ATM: The two boys’ behavior in this film can be associated with the Russian Roulette game. This is just a theory.
ATM: Typically, there is always a winner and a loser in a game. So, when people are playing a game like these two boys, it can be seen as a game of Russian Roulette. Who is the winner and loser out of the two boys?
JC: This is a good question. It is crazy that you used this analogy with the film. There is one scene in this film where the boy says, “he has been with a Russian Roulette.” I do not even know if you’ve seen the film. It is almost the same energy. The view of masculinity where the boys want to prove themselves. It is a tar game that is between them. It is not important who wins and does not win. Some signs say these guys are not in the right direction. They jolt around with this and push in this direction. It ends up becoming a tragedy.

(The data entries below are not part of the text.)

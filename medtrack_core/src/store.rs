//! Status store: the medication registry and the dose event log.
//!
//! The store is the only owner of both collections. Callers read through
//! accessors and change state only through [`StatusStore::add_medication`]
//! and [`StatusStore::record_dose`]. Both validate before mutating, so a
//! failed call leaves the store untouched.

use crate::events::EventLog;
use crate::{Error, Frequency, Medication, MedicationId, Result, TimeSlot};
use chrono::NaiveDate;
use serde::{Deserialize, Serialize};

#[derive(Clone, Debug, Default, PartialEq, Eq, Serialize, Deserialize)]
pub struct StatusStore {
    #[serde(default)]
    medications: Vec<Medication>,
    #[serde(default)]
    events: EventLog,
}

impl StatusStore {
    pub fn new() -> Self {
        Self::default()
    }

    pub fn medications(&self) -> &[Medication] {
        &self.medications
    }

    pub fn medication(&self, id: MedicationId) -> Option<&Medication> {
        self.medications.iter().find(|m| m.id == id)
    }

    pub fn events(&self) -> &EventLog {
        &self.events
    }

    /// Register a new medication
    ///
    /// Name and dosage are trimmed and must be non-empty; at least one time
    /// slot is required. Repeated slots are collapsed, keeping first-seen
    /// order. The new record has no anchor date.
    pub fn add_medication(
        &mut self,
        name: &str,
        dosage: &str,
        times: Vec<TimeSlot>,
        frequency: Frequency,
    ) -> Result<Medication> {
        let name = name.trim();
        if name.is_empty() {
            return Err(Error::Validation("Medication name is required".into()));
        }

        let dosage = dosage.trim();
        if dosage.is_empty() {
            return Err(Error::Validation("Dosage is required".into()));
        }

        let mut slots: Vec<TimeSlot> = Vec::with_capacity(times.len());
        for slot in times {
            if !slots.contains(&slot) {
                slots.push(slot);
            }
        }
        if slots.is_empty() {
            return Err(Error::Validation(
                "Please select at least one time for the medication".into(),
            ));
        }

        let id = self.next_id()?;
        let medication = Medication {
            id,
            name: name.to_string(),
            dosage: dosage.to_string(),
            times: slots,
            frequency,
            first_taken: None,
        };

        self.medications.push(medication.clone());
        tracing::info!(
            "Added medication {} ({}, {}, {})",
            id,
            medication.name,
            medication.dosage,
            medication.frequency
        );

        Ok(medication)
    }

    /// Record whether the dose for `slot` on `date` was taken
    ///
    /// The first `taken = true` record for a medication sets its anchor date;
    /// later records never move it. Re-recording identical arguments changes
    /// nothing. Returns the (possibly updated) medication.
    pub fn record_dose(
        &mut self,
        id: MedicationId,
        date: NaiveDate,
        slot: TimeSlot,
        taken: bool,
    ) -> Result<Medication> {
        let medication = self
            .medications
            .iter_mut()
            .find(|m| m.id == id)
            .ok_or(Error::NotFound(id))?;

        tracing::debug!("Recording {} {} {} = {}", date, id, slot, taken);
        self.events.record(date, id, slot, taken);

        if taken && medication.first_taken.is_none() {
            medication.first_taken = Some(date);
            tracing::info!("Medication {} first taken on {}", id, date);
        }

        Ok(medication.clone())
    }

    fn next_id(&self) -> Result<MedicationId> {
        let max = self.medications.iter().map(|m| m.id.0).max().unwrap_or(0);
        max.checked_add(1)
            .map(MedicationId)
            .ok_or_else(|| Error::State(format!("medication ids exhausted (highest is {})", max)))
    }
}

ATM: What is your analysis on the boys’ risky feeling or attitude of ‘living in the moment ‘at their young age?
JC: For them, it takes place in the summer, and it is a vacation. This is something they are used to doing. They played around with each other. This traces back to elements of my childhood I grew up in the countryside. I used to do pranks on my friends a lot. I still like to do pranks from time to time. It is mostly laughing, but there are limits to these pranks. You cannot go too far. They wanted to win and to have the feeling of being the boss. There is no such thing. There are no adults around. You feel a sense of the adults. In a children’s world, they feel like a king. They are fading into nature. There was almost this anamnestic feeling that I wanted to reflect in my film. They make themselves a part of nature.
ATM: Would you agree that kids like the ones in this film that step out of the normal stereotype for their age, come out of the kid shell and step into a man’s shell?
JC: Yes. This is also the whole point of the film. You know the saying “Boys do not cry.” A boy needs to be so tough, strong, and show no emotion. Boys are taught this when they are young. This is why they are playing this game. This is when it is about masculinity. They could have been honest with each other. They are boys, and they are playing. Tyler who is the main character keeps this inside until the very end. It is a tragedy for him to try letting it go. It is beautiful to see a man cry, to be honest, and to show his emotion like this. It is very human.
ATM: If you take the dangerous aspect out of this equation, then is it still considered an adventure?
JC: Danger can be everywhere. For them, the adventure is to explore old emit places. Even when they were in quicksand, they are exploring the mines. From the beginning, they are playing with all these things. One of the boys fakes it and falls from it. He also fakes his death. There is no quicksand or nothing. We know they are on this adventure. We know the boys have nothing and are not injured at all. When you are reckless like them, something can happen at any time. You just do not know exactly what.
ATM: What are the stereotypes surrounding the mines in this area?
JC: We shot in a town three hours from Montreal. There a bunch of productions. There has been a bunch of different projects on it. All of them are pretty different. There is not one stereotype you can go on. There have been features films about the workers and mines. There has been some about the kids, surreal, and more about the 80s. The Stranger Things type of feeling of the things that happen there. For myself, it is such a different tone and energy of anything that is shot there. I never saw something that has been done repeatedly. People find it a fascinating location in the place that we found, no one shot there before. We found a special one. The owner of the mine was open and helped us. We built a road there. He was flexible with us because no one really shot there.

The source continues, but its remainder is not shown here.